Tesla began taking orders yesterday for their new Solar Roof. Meanwhile, scientists in Australia believe they might have found a much cheaper solution for mass production at a larger scale: 2-D printed solar panels.
How are they made?
These panels are printed on a strong and flexible plastic film that has a thickness of less than 0.1 millimeter. They are not only cheaper to make, they are also made out of polyethylene terephthalate, which is a recyclable material. This means that old panels can be melted down and created into new ones. They are also made with a special solar ink that conducts electricity.
Studies show that these panels outperform traditional solar panels in low light, meaning that they do not have to be strategically placed facing the sun.
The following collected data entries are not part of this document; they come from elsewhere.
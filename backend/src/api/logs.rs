//! Server logs, printed to stdout and streamed to clients over SSE.
//!
//! Every entry goes through one broadcast channel; `/api/logs` subscribers
//! receive entries logged after they connect.

use chrono::{DateTime, Utc};
use once_cell::sync::Lazy;
use serde::{Deserialize, Serialize};
use tokio::sync::broadcast;

/// Entries buffered per subscriber before slow readers start lagging.
const CHANNEL_CAPACITY: usize = 100;

/// Log level for display
#[derive(Debug, Clone, Copy, PartialEq, Eq, Serialize, Deserialize)]
#[serde(rename_all = "lowercase")]
pub enum LogLevel {
    Info,
    Success,
    Warning,
    Error,
}

/// A single log entry
#[derive(Debug, Clone, Serialize, Deserialize)]
#[serde(rename_all = "camelCase")]
pub struct LogEntry {
    pub level: LogLevel,
    pub message: String,
    pub timestamp: DateTime<Utc>,
}

impl LogEntry {
    fn new(level: LogLevel, message: impl Into<String>) -> Self {
        Self {
            level,
            message: message.into(),
            timestamp: Utc::now(),
        }
    }

    pub fn info(message: impl Into<String>) -> Self {
        Self::new(LogLevel::Info, message)
    }

    pub fn success(message: impl Into<String>) -> Self {
        Self::new(LogLevel::Success, message)
    }

    pub fn warning(message: impl Into<String>) -> Self {
        Self::new(LogLevel::Warning, message)
    }

    pub fn error(message: impl Into<String>) -> Self {
        Self::new(LogLevel::Error, message)
    }
}

/// Global log broadcaster
pub static LOG_BROADCASTER: Lazy<LogBroadcaster> = Lazy::new(LogBroadcaster::new);

/// Broadcasts log entries to all connected SSE clients
pub struct LogBroadcaster {
    sender: broadcast::Sender<LogEntry>,
}

impl LogBroadcaster {
    pub fn new() -> Self {
        let (sender, _) = broadcast::channel(CHANNEL_CAPACITY);
        Self { sender }
    }

    /// Print an entry and send it to all subscribers
    pub fn log(&self, entry: LogEntry) {
        let prefix = match entry.level {
            LogLevel::Info => "   ",
            LogLevel::Success => "  ✓",
            LogLevel::Warning => " ⚠️",
            LogLevel::Error => "  ❌",
        };
        let line = format!(
            "{} {} {}",
            entry.timestamp.format("%H:%M:%S"),
            prefix,
            entry.message
        );
        match entry.level {
            LogLevel::Error | LogLevel::Warning => eprintln!("{line}"),
            _ => println!("{line}"),
        }

        // No receivers is fine
        let _ = self.sender.send(entry);
    }

    /// Get a receiver for SSE streaming
    pub fn subscribe(&self) -> broadcast::Receiver<LogEntry> {
        self.sender.subscribe()
    }
}

impl Default for LogBroadcaster {
    fn default() -> Self {
        Self::new()
    }
}

pub fn log_info(msg: impl Into<String>) {
    LOG_BROADCASTER.log(LogEntry::info(msg));
}

pub fn log_success(msg: impl Into<String>) {
    LOG_BROADCASTER.log(LogEntry::success(msg));
}

pub fn log_warning(msg: impl Into<String>) {
    LOG_BROADCASTER.log(LogEntry::warning(msg));
}

pub fn log_error(msg: impl Into<String>) {
    LOG_BROADCASTER.log(LogEntry::error(msg));
}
They are also said to be more cost-efficient than fossil fuels. 10 printers alone can produce enough solar panel sheets to power around 1,000 homes.
Paul Dastoor and his team of researchers at the University of Newcastle in Australia are in their final stage of testing their new 2-D solar panels. They have put the first 100 square meters of the solar panels on roofs and are now testing the durability in real weather conditions.
How much will they cost?
Dastoor says,” We expect in a short period of time the energy we generate will be cheaper than that generated via coal-based fire stations.” These tiles are eventually going to be printed for around $7.42 per square meter, which is $227.58 less than Tesla’s Solar roof per square meter.
Although these 2-D printed solar panels may not be as pretty and discrete as Tesla’s solar roof, if they pass testing, they will be much cheaper than anything else on the market. Dastoors goal for these panels is to be able to provide energy to communities that don’t have any electricity.
The panels will be unveiled to the public for the first time this week at a printing convention in Melbourne called Pacprint. Following the convention, Dastoor will be looking to work with multiple industrial partners to turn this into a reality.